▶ [PROBLEM DESCRIPTION]:
After locating the line that holds "let tokens = attr.to_string();", transcribe it and each following line to the end of the records, changing nothing and adding nothing.
______________________________
use proc_macro::TokenStream;
use proc_macro2::{Span, TokenStream as TokenStream2};
use quote::quote;
use syn::{Error as SynError, Ident, Result as SynResult};

/// The lifecycle a type declares through `#[injectable(...)]`.
#[derive(Debug)]
pub enum AttributeData {
    Default,
    Lifecycle { policy: Ident },
}

impl AttributeData {
    pub fn lifecycle_tokens(&self) -> TokenStream2 {
        let Self::Lifecycle { policy } = self else {
            return TokenStream2::new();
        };
        let variant = match policy.to_string().as_str() {
            "transient" => quote! { Transient },
            "singleton" => quote! { Singleton },
            "thread" => quote! { Thread },
            _ => quote! { ActivationScope },
        };
        quote! { .lifecycle(::ioc_kernel::behavior::LifecyclePolicy::#variant) }
    }
}

pub fn parse_attributes(attr: TokenStream) -> SynResult<AttributeData> {
    if attr.is_empty() {
        return Ok(AttributeData::Default);
    }

    let tokens = attr.to_string();
    let policy = tokens.trim();
    match policy {
        "transient" | "singleton" | "thread" | "activation_scope" => Ok(AttributeData::Lifecycle {
            policy: Ident::new(policy, Span::call_site()),
        }),
        _ => Err(SynError::new(
            Span::call_site(),
            "expects one of `transient`, `singleton`, `thread` or `activation_scope`",
        )),
    }
}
______________________________
▶ [COMPLETED EXERCISE]:
    let tokens = attr.to_string();
    let policy = tokens.trim();
    match policy {
        "transient" | "singleton" | "thread" | "activation_scope" => Ok(AttributeData::Lifecycle {
            policy: Ident::new(policy, Span::call_site()),
        }),
        _ => Err(SynError::new(
            Span::call_site(),
            "expects one of `transient`, `singleton`, `thread` or `activation_scope`",
        )),
    }
}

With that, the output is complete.